Leaders from Istanbul, Madrid and Tokyo were handing over their documents at the headquarters of the International Olympic Committee [IOC] on Monday, setting the stage for the final eight months of a global campaign featuring three cities bidding again after previous defeats.
Madrid is bidding for a third consecutive time, Tokyo a second time in a row and Istanbul a fifth time overall.
The so-called "bid books" run to several hundred pages and represent the cities' master plan of venues, budgets, financial guarantees, security, accommodations, transportation and other key aspects of the multi-billion-dollar projects.
The files are to be released publicly by the bid cities on Tuesday.
The IOC's evaluation commission, headed by Craig Reedie of Britain, will visit the cities in March and prepare a report for IOC members before a meeting with the bidders in Lausanne in July.

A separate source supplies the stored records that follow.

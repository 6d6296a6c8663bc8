use std::{
    path::{Path, PathBuf},
    process::{Command, Output},
};

use qasearch::SnapshotDb;
use serde_json::{Value, json};

const CORPUS: &str = r#"[
    {
        "id": "grid",
        "question": "Как включить сетку?",
        "answer": "Нажмите <b>G</b> в окне проекции.",
        "media": ["media/grid.png"],
        "embedding": [0.0, 0.0, 1.0]
    },
    {
        "id": "save",
        "question": "How do I save a project?",
        "answer": "Use File &gt; Save or press Ctrl+S.",
        "links": ["https://help.autodesk.com/save"],
        "embedding": [3.0, 0.0, 0.0]
    },
    {
        "id": "camera",
        "question": "How do I animate a camera?",
        "answer": "Set keys on the camera position.",
        "embedding": [0.0, 30.0, 0.0]
    }
]"#;

struct Fixture {
    _tmp: tempfile::TempDir,
    root: PathBuf,
}

impl Fixture {
    fn new() -> Self {
        let tmp = tempfile::tempdir().unwrap();
        let root = tmp.path().to_path_buf();
        std::fs::write(root.join("qa.json"), CORPUS).unwrap();
        Self { _tmp: tmp, root }
    }

    fn data_dir(&self) -> PathBuf {
        self.root.join("data")
    }

    fn run(&self, args: &[&str]) -> Output {
        Command::new(env!("CARGO_BIN_EXE_qasearch"))
            .arg("--data-dir")
            .arg(self.data_dir())
            .args(args)
            .env_remove("QASEARCH_LOG")
            .output()
            .unwrap()
    }

    fn run_ok(&self, args: &[&str]) -> String {
        let output = self.run(args);
        assert!(
            output.status.success(),
            "qasearch {args:?} failed: {}",
            String::from_utf8_lossy(&output.stderr)
        );
        String::from_utf8(output.stdout).unwrap()
    }

    fn build(&self) -> String {
        let corpus = self.root.join("qa.json");
        self.run_ok(&["build", "--corpus", corpus.to_str().unwrap()])
    }

    fn embedding(&self, name: &str, vector: &[f32]) -> PathBuf {
        let path = self.root.join(name);
        std::fs::write(&path, json!(vector).to_string()).unwrap();
        path
    }
}

fn path_arg(path: &Path) -> &str {
    path.to_str().unwrap()
}

#[test]
fn build_then_query_direct_answer() {
    let fx = Fixture::new();
    let built = fx.build();
    assert!(built.contains("3 documents"), "{built}");
    assert!(built.contains("dimension 3"), "{built}");

    let query = fx.embedding("q.json", &[0.0, 0.0, 1.0]);
    let out = fx.run_ok(&[
        "query",
        "где сетка?",
        "--embedding",
        path_arg(&query),
        "--json",
    ]);
    let answer: Value = serde_json::from_str(&out).unwrap();

    assert_eq!(answer["tier"], "direct");
    let best = &answer["candidates"][0];
    assert_eq!(best["rank"], 1);
    assert_eq!(best["metadata"]["question"], "Как включить сетку?");
    assert_eq!(best["metadata"]["media"][0], "media/grid.png");
    assert_eq!(best["confidence_percent"], 100);
    assert_eq!(best["origin"], "vector");
}

#[test]
fn human_output_hedges_tentative_answers() {
    let fx = Fixture::new();
    fx.build();

    // Squared distance 7.84 from the "save" record: similarity about 0.46.
    // Raising the cutoff makes that tentative.
    fx.run_ok(&["config", "set", "direct_cutoff", "0.9"]);
    let query = fx.embedding("q.json", &[3.0, 2.8, 0.0]);
    let out = fx.run_ok(&[
        "query",
        "camera keys",
        "--embedding",
        path_arg(&query),
        "-n",
        "1",
    ]);

    assert!(out.starts_with("Perhaps you meant:"), "{out}");
    assert!(out.contains("Question: How do I save a project?"), "{out}");
    assert!(out.contains("Relevance: 45%"), "{out}");
}

#[test]
fn distant_query_reports_no_match() {
    let fx = Fixture::new();
    fx.build();

    let query = fx.embedding("q.json", &[100.0, 100.0, 100.0]);
    let out = fx.run_ok(&[
        "query",
        "weather",
        "--embedding",
        path_arg(&query),
        "--json",
    ]);
    let answer: Value = serde_json::from_str(&out).unwrap();
    assert_eq!(answer["tier"], "no_match");
    assert_eq!(answer["candidates"], json!([]));
}

#[test]
fn query_without_snapshot_fails() {
    let fx = Fixture::new();
    let query = fx.embedding("q.json", &[0.0, 0.0, 1.0]);
    let output = fx.run(&["query", "grid", "--embedding", path_arg(&query)]);

    assert!(!output.status.success());
    let stderr = String::from_utf8_lossy(&output.stderr);
    assert!(stderr.contains("Snapshot"), "{stderr}");
    assert!(stderr.contains("qasearch build"), "{stderr}");
    assert!(!fx.data_dir().join("snapshot.redb").exists());
}

#[test]
fn query_with_wrong_dimension_fails() {
    let fx = Fixture::new();
    fx.build();

    let query = fx.embedding("q.json", &[0.0, 1.0]);
    let output = fx.run(&["query", "grid", "--embedding", path_arg(&query)]);
    assert!(!output.status.success());
    let stderr = String::from_utf8_lossy(&output.stderr);
    assert!(stderr.contains("DimensionMismatch"), "{stderr}");
}

#[test]
fn build_persists_a_loadable_snapshot() {
    let fx = Fixture::new();
    fx.build();

    let db = SnapshotDb::open(&fx.data_dir().join("snapshot.redb")).unwrap();
    let snapshot = db.read().unwrap();
    assert_eq!(snapshot.len(), 3);
    assert_eq!(
        snapshot.store().get(1).unwrap().text,
        "Question: How do I save a project? Answer: Use File > Save or press Ctrl+S."
    );
    assert_eq!(snapshot.keywords().postings("save"), Some(&[1][..]));
    assert_eq!(snapshot.keywords().postings("сетка"), Some(&[][..]));
}

#[test]
fn build_with_custom_vocabulary() {
    let fx = Fixture::new();
    let vocabulary = fx.root.join("terms.txt");
    std::fs::write(&vocabulary, "# custom\ncamera\nсетк\n").unwrap();
    let corpus = fx.root.join("qa.json");
    let out = fx.run_ok(&[
        "build",
        "--corpus",
        path_arg(&corpus),
        "--vocabulary",
        path_arg(&vocabulary),
    ]);
    assert!(out.contains("2 keyword terms"), "{out}");

    let snapshot = SnapshotDb::open(&fx.data_dir().join("snapshot.redb"))
        .unwrap()
        .read()
        .unwrap();
    assert_eq!(snapshot.keywords().postings("camera"), Some(&[2][..]));
    assert_eq!(snapshot.keywords().postings("сетк"), Some(&[0][..]));
}

#[test]
fn corpus_without_embeddings_is_rejected() {
    let fx = Fixture::new();
    let corpus = fx.root.join("bare.json");
    std::fs::write(&corpus, r#"[{"question": "q", "answer": "a"}]"#).unwrap();
    let output = fx.run(&["build", "--corpus", path_arg(&corpus)]);
    assert!(!output.status.success());
    assert!(!fx.data_dir().join("snapshot.redb").exists());
}

#[test]
fn config_set_show_clear() {
    let fx = Fixture::new();

    fx.run_ok(&["config", "set", "top_k", "5"]);
    let shown: Value =
        serde_json::from_str(&fx.run_ok(&["config", "show", "--json"])).unwrap();
    let top_k = shown
        .as_array()
        .unwrap()
        .iter()
        .find(|e| e["key"] == "top_k")
        .unwrap();
    assert_eq!(top_k["value"], "5");
    assert_eq!(top_k["stored"], true);

    let out = fx.run_ok(&["config", "clear", "top_k"]);
    assert!(out.contains("Cleared top_k"));
    let out = fx.run_ok(&["config", "show"]);
    assert!(out.contains("top_k = 3 (default)"), "{out}");

    assert!(!fx.run(&["config", "set", "colour", "red"]).status.success());
    assert!(!fx.run(&["config", "set", "threshold", "x"]).status.success());
}

#[test]
fn status_reports_snapshot() {
    let fx = Fixture::new();
    let before = fx.run_ok(&["status"]);
    assert!(before.contains("No snapshot built yet."), "{before}");

    fx.build();
    let status: Value =
        serde_json::from_str(&fx.run_ok(&["status", "--json"])).unwrap();
    assert_eq!(status["snapshot"]["documents"], 3);
    assert_eq!(status["snapshot"]["dimension"], 3);
    assert_eq!(status["settings"]["threshold"], "0.15");
}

The full IOC will select the host city in a secret ballot in Buenos Aires on September 7.
'Tokyo as the favourite'
The 2020 field initially included six candidates, but Rome dropped out when the Italian government refused to offer financial support and the IOC cut Doha, Qatar and Baku, Azerbaijan from the list last year.
Istanbul is bidding again after failed attempts for the Olympics of 2000, 2004, 2008 and 2012. Madrid is back after finishing third for the 2012 Olympic Games and second for 2016. Tokyo, which hosted the 1964 Olympics, finished third in the voting for 2016.
Tokyo received the highest praise in an IOC technical report last year which said the Japanese bid presents "a very strong application". Madrid has a "strong application", while Istanbul's project "offers good potential", the report said.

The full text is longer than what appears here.